• TASK ITEM:
Please repeat, from the entries that follow, the lines from the one containing "timestamped stress points" through the one containing "let elapsed = self.elapsed(now_ms);" exactly, adding nothing.
[[ GIVEN ENTRIES, beginning ]]
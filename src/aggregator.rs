//! Temporal aggregation of classifier output
//!
//! Classifier output arrives once per frame. The aggregator thins it into a
//! sparse stress log: at most one sampled point per throttle interval of
//! session-relative time. Samples inside the interval are dropped, never
//! buffered. Question events bypass the throttle entirely.

use crate::classifier::VIGILANCE_CONFIDENCE;
use crate::config::DEFAULT_THROTTLE_INTERVAL_MS;
use crate::types::{
    Classification, QuestionEvent, StressPoint, StressScoreComponents, StressState,
};
use tracing::debug;

/// Throttles classifier output into timestamped stress points
#[derive(Debug, Clone)]
pub struct TemporalAggregator {
    throttle_interval_ms: u64,
    /// Monotonic instant the session started at (ms)
    session_start_ms: u64,
    /// Elapsed time of the last sampled point, `None` until one is emitted
    last_emitted_ms: Option<u64>,
    /// Components of the most recent offered sample
    last_components: Option<StressScoreComponents>,
}

impl Default for TemporalAggregator {
    fn default() -> Self {
        Self::new(DEFAULT_THROTTLE_INTERVAL_MS, 0)
    }
}

impl TemporalAggregator {
    /// Create an aggregator for a session starting at `session_start_ms`
    pub fn new(throttle_interval_ms: u64, session_start_ms: u64) -> Self {
        Self {
            throttle_interval_ms,
            session_start_ms,
            last_emitted_ms: None,
            last_components: None,
        }
    }

    /// Session-relative time; instants before the start count as 0
    pub fn elapsed(&self, now_ms: u64) -> u64 {
        now_ms.saturating_sub(self.session_start_ms)
    }

    /// Offer one classifier sample; returns a point only if the throttle allows it
    pub fn offer(
        &mut self,
        classification: Classification,
        components: StressScoreComponents,
        now_ms: u64,
    ) -> Option<StressPoint> {
        self.last_components = Some(components);

        let elapsed = self.elapsed(now_ms);
        let due = match self.last_emitted_ms {
            None => true,
            Some(last) => elapsed.saturating_sub(last) > self.throttle_interval_ms,
        };
        if !due {
            return None;
        }

        self.last_emitted_ms = Some(elapsed);
        debug!(
            elapsed_ms = elapsed,
            state = classification.state.as_str(),
            confidence = classification.confidence,
            "stress point sampled"
        );

        Some(StressPoint {
            timestamp_ms: elapsed,
            state: classification.state,
            confidence: classification.confidence,
            components,
            question_ref: None,
        })
    }

    /// Emit a vigilance point for a question event, ignoring and not touching the throttle
    ///
    /// The event time is read on the same clock as frames and stamped
    /// relative to the session start.
    pub fn force_question(&mut self, event: &QuestionEvent) -> StressPoint {
        let elapsed = self.elapsed(event.timestamp_ms);
        debug!(
            question_ref = %event.question_ref,
            elapsed_ms = elapsed,
            "question point forced"
        );

        StressPoint {
            timestamp_ms: elapsed,
            state: StressState::Vigilance,
            confidence: VIGILANCE_CONFIDENCE,
            components: self.last_components.unwrap_or_default(),
            question_ref: Some(event.question_ref.clone()),
        }
    }

    /// Elapsed time of the last sampled point
    pub fn last_emitted_ms(&self) -> Option<u64> {
        self.last_emitted_ms
    }

    /// Components of the most recent sample, if any
    pub fn last_components(&self) -> Option<StressScoreComponents> {
        self.last_components
    }

    pub fn throttle_interval_ms(&self) -> u64 {
        self.throttle_interval_ms
    }

    /// Restart throttling for a new session starting at `session_start_ms`
    pub fn reset(&mut self, session_start_ms: u64) {
        self.session_start_ms = session_start_ms;
        self.last_emitted_ms = None;
        self.last_components = None;
    }
}
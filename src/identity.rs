//! Face-descriptor identity matching
//!
//! Nearest-neighbor search over an ordered gallery of enrolled descriptors.
//! The scan is linear and deterministic: for a fixed gallery order the same
//! query always yields the same result, and equal distances resolve to the
//! first entry encountered.

use crate::config::{SessionConfig, DEFAULT_MATCH_THRESHOLD};
use crate::error::ComputeError;
use crate::types::{FaceDescriptor, GalleryEntry, MatchResult};
use parking_lot::RwLock;
use serde::{Deserialize, Serialize};
use std::collections::{HashMap, HashSet};
use std::sync::Arc;
use tracing::{debug, warn};

/// Euclidean distance between two descriptors
///
/// Returns `None` when lengths differ or the result is not finite, so such
/// pairs can never be the nearest match.
pub fn euclidean_distance(a: &[f32], b: &[f32]) -> Option<f64> {
    if a.len() != b.len() {
        return None;
    }
    let sum: f64 = a
        .iter()
        .zip(b)
        .map(|(x, y)| (f64::from(*x) - f64::from(*y)).powi(2))
        .sum();
    let distance = sum.sqrt();
    distance.is_finite().then_some(distance)
}

/// Threshold-based nearest-neighbor matcher
#[derive(Debug, Clone, Copy, PartialEq)]
pub struct IdentityMatcher {
    threshold: f64,
}

impl Default for IdentityMatcher {
    fn default() -> Self {
        Self::new(DEFAULT_MATCH_THRESHOLD)
    }
}

impl IdentityMatcher {
    /// Create a matcher accepting distances strictly below `threshold`
    pub fn new(threshold: f64) -> Self {
        Self { threshold }
    }

    /// Matcher using the deployment's configured `match_threshold`
    pub fn from_config(config: &SessionConfig) -> Self {
        Self::new(config.match_threshold)
    }

    pub fn threshold(&self) -> f64 {
        self.threshold
    }

    /// Find the nearest gallery entry to `query`
    ///
    /// An empty query, an empty gallery, or no entry closer than the
    /// threshold all produce a new-identity result rather than an error.
    pub fn match_descriptor(&self, query: &FaceDescriptor, gallery: &[GalleryEntry]) -> MatchResult {
        if query.is_empty() {
            return MatchResult::new_identity(f64::INFINITY);
        }

        let mut best: Option<&GalleryEntry> = None;
        let mut best_distance = f64::INFINITY;
        let mut skipped = 0usize;

        for entry in gallery {
            let Some(distance) = euclidean_distance(query.as_slice(), entry.descriptor.as_slice())
            else {
                skipped += 1;
                continue;
            };
            // Strict comparison keeps the first entry on ties
            if distance < best_distance {
                best_distance = distance;
                best = Some(entry);
            }
        }

        if skipped > 0 {
            warn!(
                skipped,
                query_len = query.len(),
                "gallery entries with incomparable descriptors skipped"
            );
        }

        match best {
            Some(entry) if best_distance < self.threshold => {
                debug!(
                    identity_ref = %entry.identity_ref,
                    distance = best_distance,
                    "descriptor matched"
                );
                MatchResult::matched(entry.identity_ref.clone(), best_distance)
            }
            _ => {
                debug!(
                    nearest = best_distance,
                    gallery_size = gallery.len(),
                    "no identity within threshold"
                );
                MatchResult::new_identity(best_distance)
            }
        }
    }
}

/// Ordered collection of enrolled descriptors
///
/// Enrollment appends without deduplication; one identity may own several
/// descriptors.
#[derive(Debug, Clone, Default, PartialEq, Serialize, Deserialize)]
#[serde(transparent)]
pub struct Gallery {
    entries: Vec<GalleryEntry>,
}

impl Gallery {
    pub fn new() -> Self {
        Self::default()
    }

    pub fn from_entries(entries: Vec<GalleryEntry>) -> Self {
        Self { entries }
    }

    /// Append a descriptor for `identity_ref`
    pub fn enroll(&mut self, descriptor: FaceDescriptor, identity_ref: impl Into<String>) {
        self.entries.push(GalleryEntry::new(descriptor, identity_ref));
    }

    /// Append a descriptor carrying caller metadata
    pub fn enroll_with_metadata(
        &mut self,
        descriptor: FaceDescriptor,
        identity_ref: impl Into<String>,
        metadata: HashMap<String, serde_json::Value>,
    ) {
        let mut entry = GalleryEntry::new(descriptor, identity_ref);
        entry.metadata = metadata;
        self.entries.push(entry);
    }

    pub fn entries(&self) -> &[GalleryEntry] {
        &self.entries
    }

    pub fn len(&self) -> usize {
        self.entries.len()
    }

    pub fn is_empty(&self) -> bool {
        self.entries.is_empty()
    }

    /// Descriptors enrolled for one identity, in enrollment order
    pub fn descriptors_for<'a>(
        &'a self,
        identity_ref: &'a str,
    ) -> impl Iterator<Item = &'a FaceDescriptor> + 'a {
        self.entries
            .iter()
            .filter(move |e| e.identity_ref == identity_ref)
            .map(|e| &e.descriptor)
    }

    /// Number of distinct identities
    pub fn identity_count(&self) -> usize {
        self.entries
            .iter()
            .map(|e| e.identity_ref.as_str())
            .collect::<HashSet<_>>()
            .len()
    }

    /// Load a gallery snapshot from JSON
    pub fn from_json(json: &str) -> Result<Self, ComputeError> {
        Ok(serde_json::from_str(json)?)
    }

    /// Serialize the gallery to JSON
    pub fn to_json(&self) -> Result<String, ComputeError> {
        serde_json::to_string(self).map_err(ComputeError::JsonError)
    }
}

/// Gallery shared between concurrent matchers and an enrolling writer
///
/// Each match holds the read lock for its whole scan, so it observes one
/// consistent snapshot even while another thread enrolls.
#[derive(Debug, Clone, Default)]
pub struct SharedGallery {
    inner: Arc<RwLock<Gallery>>,
}

impl SharedGallery {
    pub fn new(gallery: Gallery) -> Self {
        Self {
            inner: Arc::new(RwLock::new(gallery)),
        }
    }

    pub fn enroll(&self, descriptor: FaceDescriptor, identity_ref: impl Into<String>) {
        self.inner.write().enroll(descriptor, identity_ref);
    }

    pub fn enroll_with_metadata(
        &self,
        descriptor: FaceDescriptor,
        identity_ref: impl Into<String>,
        metadata: HashMap<String, serde_json::Value>,
    ) {
        self.inner
            .write()
            .enroll_with_metadata(descriptor, identity_ref, metadata);
    }

    /// Match `query` against the current gallery contents
    pub fn match_descriptor(&self, matcher: &IdentityMatcher, query: &FaceDescriptor) -> MatchResult {
        let gallery = self.inner.read();
        matcher.match_descriptor(query, gallery.entries())
    }

    /// Owned copy of the current gallery
    pub fn snapshot(&self) -> Gallery {
        self.inner.read().clone()
    }

    pub fn len(&self) -> usize {
        self.inner.read().len()
    }

    pub fn is_empty(&self) -> bool {
        self.inner.read().is_empty()
    }
}
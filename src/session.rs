//! Conversation state: uploaded tables, the chat transcript, and the model
//! client. Tables persist across turns, including any temporal coercion a
//! failed date parse triggered along the way.

use std::env;

use tracing::info;

use crate::chart::RenderOptions;
use crate::error::{Result, VizError};
use crate::ingestion::parse_upload;
use crate::llm::LlmClient;
use crate::pipeline::{process_request, ResponseItem};
use crate::table::TableSet;

pub const API_KEY_VAR: &str = "GROQ_API_KEY";

#[derive(Debug, Clone, Copy, PartialEq, Eq)]
pub enum Role {
    User,
    Assistant,
}

#[derive(Debug, Clone)]
pub struct ChatMessage {
    pub role: Role,
    pub item: ResponseItem,
}

pub struct Session {
    pub tables: TableSet,
    messages: Vec<ChatMessage>,
    client: LlmClient,
    options: RenderOptions,
}

impl Session {
    pub fn new(client: LlmClient) -> Self {
        Self {
            tables: TableSet::new(),
            messages: Vec::new(),
            client,
            options: RenderOptions::default(),
        }
    }

    /// Build a session from `GROQ_API_KEY`.
    pub fn from_env() -> Result<Self> {
        let api_key = env::var(API_KEY_VAR).map_err(|_| VizError::MissingCredential)?;
        if api_key.trim().is_empty() {
            return Err(VizError::MissingCredential);
        }
        Ok(Self::new(LlmClient::new(api_key)))
    }

    pub fn messages(&self) -> &[ChatMessage] {
        &self.messages
    }

    /// Parse and store one uploaded file, returning a short confirmation.
    pub fn upload(&mut self, name: &str, bytes: &[u8], extension: &str) -> Result<String> {
        let table = parse_upload(name, bytes, extension)?;
        let summary = format!(
            "Loaded {}: {} rows x {} columns",
            table.name,
            table.data.height(),
            table.data.width()
        );
        info!(table = %table.name, "stored uploaded table");
        self.tables.insert(table);
        Ok(summary)
    }

    /// Drop all tables and the transcript.
    pub fn clear(&mut self) {
        self.tables.clear();
        self.messages.clear();
    }

    /// One question-and-answer turn. The returned slice is the assistant's
    /// portion of this turn, already appended to the transcript.
    pub async fn ask(&mut self, question: &str) -> Result<&[ChatMessage]> {
        // prerequisite failures must leave the transcript untouched
        if self.tables.is_empty() {
            return Err(VizError::NoTables);
        }
        self.messages.push(ChatMessage {
            role: Role::User,
            item: ResponseItem::Text(question.to_string()),
        });
        let items =
            process_request(&self.client, &mut self.tables, question, &self.options).await?;
        let start = self.messages.len();
        for item in items {
            self.messages.push(ChatMessage {
                role: Role::Assistant,
                item,
            });
        }
        Ok(&self.messages[start..])
    }
}

#[cfg(test)]
mod tests {
    use super::*;

    #[tokio::test]
    async fn ask_without_tables_leaves_transcript_empty() {
        let mut session = Session::new(LlmClient::new("test-key"));
        let err = session.ask("show monthly totals").await.unwrap_err();
        assert!(matches!(err, VizError::NoTables));
        assert!(session.messages().is_empty());
    }

    #[test]
    fn upload_reports_shape() {
        let mut session = Session::new(LlmClient::new("test-key"));
        let summary = session
            .upload("sales.csv", b"region,sales\nEast,10\nWest,20\n", "csv")
            .unwrap();
        assert_eq!(summary, "Loaded sales.csv: 2 rows x 2 columns");
    }
}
[[ GIVEN ENTRIES, end ]]
• EXERCISE ANSWER:
/// Throttles classifier output into timestamped stress points
#[derive(Debug, Clone)]
pub struct TemporalAggregator {
    throttle_interval_ms: u64,
    /// Monotonic instant the session started at (ms)
    session_start_ms: u64,
    /// Elapsed time of the last sampled point, `None` until one is emitted
    last_emitted_ms: Option<u64>,
    /// Components of the most recent offered sample
    last_components: Option<StressScoreComponents>,
}

impl Default for TemporalAggregator {
    fn default() -> Self {
        Self::new(DEFAULT_THROTTLE_INTERVAL_MS, 0)
    }
}

impl TemporalAggregator {
    /// Create an aggregator for a session starting at `session_start_ms`
    pub fn new(throttle_interval_ms: u64, session_start_ms: u64) -> Self {
        Self {
            throttle_interval_ms,
            session_start_ms,
            last_emitted_ms: None,
            last_components: None,
        }
    }

    /// Session-relative time; instants before the start count as 0
    pub fn elapsed(&self, now_ms: u64) -> u64 {
        now_ms.saturating_sub(self.session_start_ms)
    }

    /// Offer one classifier sample; returns a point only if the throttle allows it
    pub fn offer(
        &mut self,
        classification: Classification,
        components: StressScoreComponents,
        now_ms: u64,
    ) -> Option<StressPoint> {
        self.last_components = Some(components);

        let elapsed = self.elapsed(now_ms);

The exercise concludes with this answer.